If you are concerned about fertility issues, none of the FDA approved treatments are advised. One generally comes off all medication when attempting to become pregnant or during a pregnancy.

Jan Marie said...


We were told that our son was at an age where reproductive capacity might not be affected by Cytoxan, but that we should know that irreversible reproductive damage was possible. This being the possibility in a male, in whom reproductive cells are normally completely regenerated every few days, I would think the potential for permanent damage in females, in whom ova are present from birth, would be even more possible.

Honestly, I don't remember what the dose was that my son was on, it has been some time..but it certainly seems more serious that just getting off the Cytoxan when trying to get pregnant. I have known other MS patients who went off drugs like Copaxone or Rebif for pregnancy and did fine, and one friend who went into permanent early menopause on Interferon. I, myself, gave birth to both of my children while having MS but before the development of the current drugs used to treat MS. Cytoxan is not like any of the other types of MS drugs, it functions differently and it's affects are very different. When one gets off Copaxone, for example, it completely clears your system in a period of time...Cytoxan can leave permanent effects and while those seem to be dose related, one can't be sure what dose is going to cause the undesirable effects for an individual.
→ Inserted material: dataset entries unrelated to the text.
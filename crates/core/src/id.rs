// SPDX-License-Identifier: BUSL-1.1
// Copyright (c) 2026 Alfred Jean LLC

//! Task identifiers
//!
//! Ids only label log lines and report entries; admission never looks at them.

use serde::{Deserialize, Serialize};
use std::fmt;

/// Which side of the protocol a task is on
#[derive(Clone, Copy, Debug, PartialEq, Eq, Hash, Serialize, Deserialize)]
#[serde(rename_all = "lowercase")]
pub enum AccessKind {
    Read,
    Write,
}

/// Identifies a reader or writer task
#[derive(Clone, Copy, Debug, PartialEq, Eq, Hash, Serialize, Deserialize)]
#[serde(tag = "kind", content = "index", rename_all = "lowercase")]
pub enum TaskId {
    Reader(u32),
    Writer(u32),
}

impl TaskId {
    pub fn kind(&self) -> AccessKind {
        match self {
            TaskId::Reader(_) => AccessKind::Read,
            TaskId::Writer(_) => AccessKind::Write,
        }
    }
}

impl fmt::Display for TaskId {
    fn fmt(&self, f: &mut fmt::Formatter<'_>) -> fmt::Result {
        match self {
            TaskId::Reader(n) => write!(f, "reader{}", n),
            TaskId::Writer(n) => write!(f, "writer{}", n),
        }
    }
}
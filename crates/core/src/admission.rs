// SPDX-License-Identifier: BUSL-1.1
// Copyright (c) 2026 Alfred Jean LLC

//! Admission state machine for the readers-writers protocol
//!
//! Holds the two counters that decide admission. Every method here is a pure
//! transition meant to run while the coordinator's control lock is held; the
//! returned [`GateAction`] / [`Wake`] tells the caller which side effect on the
//! data gate or the reader condvar the transition requires.

use crate::error::ProtocolViolation;
use serde::Serialize;

/// What the caller must do with the data-access gate after a transition
#[derive(Clone, Copy, Debug, PartialEq, Eq)]
pub enum GateAction {
    /// First reader entered: take the gate on behalf of all readers
    Acquire,
    /// Last reader left: hand the gate back
    Release,
    /// Gate untouched
    None,
}

/// Who must be woken after a writer leaves
#[derive(Clone, Copy, Debug, PartialEq, Eq)]
pub enum Wake {
    /// No writers remain pending; broadcast to blocked readers
    Readers,
    Nobody,
}

/// Reader/writer counters guarded by the control lock
#[derive(Clone, Debug, Default, PartialEq, Eq)]
pub struct AdmissionState {
    active_readers: u32,
    pending_writers: u32,
}

/// Point-in-time view of the admission counters
#[derive(Clone, Copy, Debug, Default, PartialEq, Eq, Serialize)]
pub struct AdmissionSnapshot {
    pub active_readers: u32,
    pub pending_writers: u32,
    pub gate_held: bool,
}

impl AdmissionState {
    pub fn new() -> Self {
        Self::default()
    }

    pub fn active_readers(&self) -> u32 {
        self.active_readers
    }

    pub fn pending_writers(&self) -> u32 {
        self.pending_writers
    }

    /// Readers are only admitted while no writer is active or waiting
    pub fn reader_may_enter(&self) -> bool {
        self.pending_writers == 0
    }

    /// Record an admitted reader.
    ///
    /// Callers must have checked [`reader_may_enter`](Self::reader_may_enter)
    /// under the same control-lock critical section.
    pub fn reader_entered(&mut self) -> GateAction {
        self.active_readers += 1;
        if self.active_readers == 1 {
            GateAction::Acquire
        } else {
            GateAction::None
        }
    }

    /// Record a reader leaving its admitted window
    pub fn reader_left(&mut self) -> Result<GateAction, ProtocolViolation> {
        self.active_readers = self
            .active_readers
            .checked_sub(1)
            .ok_or(ProtocolViolation::ReaderUnderflow)?;
        if self.active_readers == 0 {
            Ok(GateAction::Release)
        } else {
            Ok(GateAction::None)
        }
    }

    /// Record a writer announcing intent. New readers are held back from here on.
    pub fn writer_announced(&mut self) {
        self.pending_writers += 1;
    }

    /// Record a writer that finished (or gave up waiting)
    pub fn writer_withdrawn(&mut self) -> Result<Wake, ProtocolViolation> {
        self.pending_writers = self
            .pending_writers
            .checked_sub(1)
            .ok_or(ProtocolViolation::WriterUnderflow)?;
        if self.pending_writers == 0 {
            Ok(Wake::Readers)
        } else {
            Ok(Wake::Nobody)
        }
    }

    pub fn snapshot(&self, gate_held: bool) -> AdmissionSnapshot {
        AdmissionSnapshot {
            active_readers: self.active_readers,
            pending_writers: self.pending_writers,
            gate_held,
        }
    }
}

#[cfg(test)]
#[path = "admission_tests.rs"]
mod tests;
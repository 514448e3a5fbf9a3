//! Unhandled-rejection detection.
//!
//! Every rejection is registered here at settlement time, keyed by its
//! reason. Structural equality stands in for the original reference-identity
//! keying: only the first promise to reject with a distinct reason is
//! recorded, so the root cause surfaces once even when the rejection cascades
//! through a pass-through chain.
//!
//! A dispatched rejection handler "handles" the rejection unless it
//! programmatically re-rejected the same reason during its run; the
//! currently-rejecting scratch list makes that distinction.
//!
//! At the end of each physical tick the residual list is moved aside and
//! each entry is attributed to the nearest zone up the parent chain with an
//! `on_unhandled` handler; entries with none reach the platform hooks as an
//! [`UnhandledRejectionEvent`] (the `unhandledrejection` DOM event analog).
//! A default-prevented event suppresses the console-warning analog.

use serde::{Deserialize, Serialize};
use std::fmt;

use crate::engine::PromiseEngine;
use crate::promise::PromiseHandle;
use crate::value::Value;
use crate::witness::WitnessEvent;
use crate::zone::ZoneId;

/// A rejected promise awaiting a handler.
#[derive(Debug, Clone, PartialEq, Eq, Serialize, Deserialize)]
pub struct UnhandledEntry {
    /// The rejected promise.
    pub promise: PromiseHandle,
    /// The (mapped) rejection reason.
    pub reason: Value,
    /// Zone owning the promise.
    pub zone: ZoneId,
}

/// Tracker state: residual rejections plus the currently-rejecting scratch.
#[derive(Debug, Default)]
pub struct RejectionTracker {
    unhandled: Vec<UnhandledEntry>,
    scratch: Vec<Value>,
}

impl RejectionTracker {
    /// Creates an empty tracker.
    pub fn new() -> Self {
        Self::default()
    }

    /// Registers a rejection; suppressed when the reason is already tracked.
    pub(crate) fn track(&mut self, promise: PromiseHandle, reason: Value, zone: ZoneId) {
        if self.unhandled.iter().any(|e| e.reason == reason) {
            return;
        }
        self.unhandled.push(UnhandledEntry {
            promise,
            reason,
            zone,
        });
    }

    /// Notes a reason passing through the reject path.
    pub(crate) fn note_rejecting(&mut self, reason: Value) {
        self.scratch.push(reason);
    }

    /// Clears the scratch before a rejection handler runs.
    pub(crate) fn begin_handler_scope(&mut self) {
        self.scratch.clear();
    }

    /// Whether the handler re-rejected this reason during its run.
    pub(crate) fn was_rerejected(&self, reason: &Value) -> bool {
        self.scratch.iter().any(|r| r == reason)
    }

    /// Removes tracked entries for a consumed reason; returns the promises
    /// removed.
    pub(crate) fn mark_handled(&mut self, reason: &Value) -> Vec<PromiseHandle> {
        let mut removed = Vec::new();
        self.unhandled.retain(|e| {
            if e.reason == *reason {
                removed.push(e.promise);
                false
            } else {
                true
            }
        });
        removed
    }

    pub(crate) fn take_unhandled(&mut self) -> Vec<UnhandledEntry> {
        std::mem::take(&mut self.unhandled)
    }

    pub(crate) fn clear_scratch(&mut self) {
        self.scratch.clear();
    }

    /// Residual entries (inspection only).
    pub fn unhandled(&self) -> &[UnhandledEntry] {
        &self.unhandled
    }
}

/// The platform event dispatched for a rejection no zone claimed.
#[derive(Debug, Clone, PartialEq, Eq, Serialize, Deserialize)]
pub struct UnhandledRejectionEvent {
    /// The rejected promise.
    pub promise: PromiseHandle,
    /// The rejection reason.
    pub reason: Value,
    /// Rendered long stack, when the debug feature is enabled.
    #[serde(default, skip_serializing_if = "Option::is_none")]
    pub stack: Option<String>,
}

/// Listener verdict on a dispatched platform event.
#[derive(Debug, Clone, Copy, PartialEq, Eq, Serialize, Deserialize)]
pub enum EventDisposition {
    /// `preventDefault` analog: suppress the warning.
    DefaultPrevented,
    /// Let the default action (the warning) proceed.
    NotPrevented,
}

/// Host capabilities the engine dispatches events through.
///
/// The real DOM dispatch (or the global `onunhandledrejection` hook) lives
/// outside the engine; this trait is the seam it plugs into.
pub trait PlatformHooks: fmt::Debug {
    /// Dispatches the unhandled-rejection event to the host.
    fn on_unhandled_rejection(&mut self, event: &UnhandledRejectionEvent) -> EventDisposition;
}

/// Default hooks: no listener, nothing prevented.
#[derive(Debug, Clone, Copy, Default)]
pub struct NullPlatform;

impl PlatformHooks for NullPlatform {
    fn on_unhandled_rejection(&mut self, _event: &UnhandledRejectionEvent) -> EventDisposition {
        EventDisposition::NotPrevented
    }
}

/// Test-harness hooks: records every event, with a switchable verdict.
#[derive(Debug, Clone, Default)]
pub struct RecordingPlatform {
    /// Events received, in dispatch order.
    pub events: Vec<UnhandledRejectionEvent>,
    /// Whether to report events as default-prevented.
    pub prevent_default: bool,
}

impl RecordingPlatform {
    /// Creates recording hooks that do not prevent the default action.
    pub fn new() -> Self {
        Self::default()
    }
}

impl PlatformHooks for RecordingPlatform {
    fn on_unhandled_rejection(&mut self, event: &UnhandledRejectionEvent) -> EventDisposition {
        self.events.push(event.clone());
        if self.prevent_default {
            EventDisposition::DefaultPrevented
        } else {
            EventDisposition::NotPrevented
        }
    }
}

impl PromiseEngine {
    /// Residual unhandled rejections (drained at tick end).
    pub fn unhandled_rejections(&self) -> &[UnhandledEntry] {
        self.rejections.unhandled()
    }

    /// Flushes residual rejections through zone handlers or platform hooks.
    pub(crate) fn flush_unhandled(&mut self) {
        let entries = self.rejections.take_unhandled();
        for entry in entries {
            // A reason consumed since settlement may already be gone; the
            // take above is the cutoff.
            match self.find_on_unhandled(entry.zone) {
                Some((_, handler)) => {
                    self.note(WitnessEvent::UnhandledRejection {
                        promise: entry.promise,
                        zone_handled: true,
                    });
                    handler.as_ref()(self, &entry.reason, entry.promise);
                }
                None => {
                    self.note(WitnessEvent::UnhandledRejection {
                        promise: entry.promise,
                        zone_handled: false,
                    });
                    let event = UnhandledRejectionEvent {
                        promise: entry.promise,
                        reason: entry.reason,
                        stack: self.long_stack(entry.promise),
                    };
                    let disposition = self.platform.on_unhandled_rejection(&event);
                    if disposition == EventDisposition::NotPrevented {
                        self.note(WitnessEvent::RejectionWarning {
                            promise: event.promise,
                        });
                    }
                }
            }
        }
    }
}
//! Structured witness log.
//!
//! The engine records every observable scheduling decision as a
//! [`WitnessEvent`]: given identical inputs, two engines produce identical
//! event sequences. The log doubles as the crate's logging surface; nothing
//! in the core writes to stdout or stderr.

use serde::{Deserialize, Serialize};

use crate::promise::PromiseHandle;
use crate::zone::ZoneId;

/// One observable engine step.
#[derive(Debug, Clone, PartialEq, Eq, Serialize, Deserialize)]
pub enum WitnessEvent {
    /// A promise was created.
    PromiseCreated {
        /// The new promise.
        handle: PromiseHandle,
        /// Monotonic creation sequence number.
        seq: u64,
        /// Owning zone at construction time.
        zone: ZoneId,
    },
    /// A promise transitioned to fulfilled.
    PromiseFulfilled {
        /// The settled promise.
        handle: PromiseHandle,
    },
    /// A promise transitioned to rejected.
    PromiseRejected {
        /// The settled promise.
        handle: PromiseHandle,
    },
    /// A microtask was pushed onto the core queue.
    MicrotaskEnqueued {
        /// Monotonic enqueue sequence number.
        seq: u64,
    },
    /// A microtask was popped and executed.
    MicrotaskDequeued {
        /// Monotonic dequeue sequence number.
        seq: u64,
    },
    /// A job was pushed onto the emulated host queue.
    HostJobEnqueued {
        /// Monotonic host enqueue sequence number.
        seq: u64,
    },
    /// A host job was popped and executed.
    HostJobExecuted {
        /// Monotonic host execution sequence number.
        seq: u64,
    },
    /// A physical tick opened its virtual-tick scope.
    TickStarted {
        /// Monotonic tick number.
        tick: u64,
    },
    /// A physical tick finished (queue drained, finalizers run).
    TickFinished {
        /// Monotonic tick number.
        tick: u64,
    },
    /// A child zone was created.
    ZoneCreated {
        /// The new zone.
        zone: ZoneId,
        /// Its parent.
        parent: ZoneId,
    },
    /// The active zone changed.
    ZoneEntered {
        /// The newly active zone.
        zone: ZoneId,
    },
    /// A zone's refcount reached zero and its finalizer ran.
    ZoneFinalized {
        /// The finalized zone.
        zone: ZoneId,
    },
    /// A rejected promise was still unhandled at tick end.
    UnhandledRejection {
        /// The rejected promise.
        promise: PromiseHandle,
        /// Whether a zone `on_unhandled` handler consumed it (as opposed to
        /// the platform event path).
        zone_handled: bool,
    },
    /// A dispatched rejection handler consumed a tracked rejection.
    RejectionHandled {
        /// The promise removed from the unhandled list.
        promise: PromiseHandle,
    },
    /// The platform event was not default-prevented; the console-warning
    /// analog fired.
    RejectionWarning {
        /// The rejected promise.
        promise: PromiseHandle,
    },
}

/// Append-only witness log with an enable switch.
#[derive(Debug, Clone, Default, Serialize, Deserialize)]
pub struct WitnessLog {
    enabled: bool,
    events: Vec<WitnessEvent>,
}

impl WitnessLog {
    /// Creates a log; disabled logs drop every event.
    pub fn new(enabled: bool) -> Self {
        Self {
            enabled,
            events: Vec::new(),
        }
    }

    /// Appends an event when enabled.
    pub fn record(&mut self, event: WitnessEvent) {
        if self.enabled {
            self.events.push(event);
        }
    }

    /// The recorded events.
    pub fn events(&self) -> &[WitnessEvent] {
        &self.events
    }

    /// Number of recorded events.
    pub fn len(&self) -> usize {
        self.events.len()
    }

    /// Whether nothing has been recorded.
    pub fn is_empty(&self) -> bool {
        self.events.is_empty()
    }
}

#[cfg(test)]
mod tests {
    use super::*;

    #[test]
    fn disabled_log_drops_events() {
        let mut log = WitnessLog::new(false);
        log.record(WitnessEvent::TickStarted { tick: 0 });
        assert!(log.is_empty());
    }

    #[test]
    fn enabled_log_keeps_order() {
        let mut log = WitnessLog::new(true);
        log.record(WitnessEvent::TickStarted { tick: 0 });
        log.record(WitnessEvent::MicrotaskEnqueued { seq: 0 });
        log.record(WitnessEvent::TickFinished { tick: 0 });
        assert_eq!(log.len(), 3);
        assert_eq!(log.events()[1], WitnessEvent::MicrotaskEnqueued { seq: 0 });
    }

    #[test]
    fn witness_event_serde_round_trip() {
        let ev = WitnessEvent::UnhandledRejection {
            promise: PromiseHandle(4),
            zone_handled: true,
        };
        let json = serde_json::to_string(&ev).expect("serialize");
        let back: WitnessEvent = serde_json::from_str(&json).expect("deserialize");
        assert_eq!(ev, back);
    }
}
You might read the FDA warnings posted online to find more about the bad side effects including risk of temporary or permanent sterility in both sexes.

Truly, I am glad Cytoxan has worked for you, but I think it is not a drug one should consider lightly, especially by younger MS patients who have not completed their families yet. It is not a drug specifically approved for MS and it should not be assumed that it is like the other immune suppressing drugs used for MS, because while it does has that effect, it has other effects that could be very undesirable.

Just wanted to present the other view...I wish you well in your fight with MS.


Cherie said...

Again, I am NOT recommending this as a first or second line of therapy. It is only appropriate to consider this when all else has been tried and failed. And that is generally the case in older people with MS who are past their reproductive years as I am.

You might want to go back and read my article on "Alternatives to Steroids" on this site for other suggestions.

Again, Cytoxan as a long term therapy is not for everyone and may not work if you do try it. I was asked to write this article about my own experience, having exhausted all other treatment options.

Joe Jendusa said...

Thank you for sharing your well-written insights on your experience with Cytoxan.


Joe J

Cherie said...

As always, thank you for your support. It is not a perfect therapy. None of them are for long (a few years at best). It's just another step on my personal journey.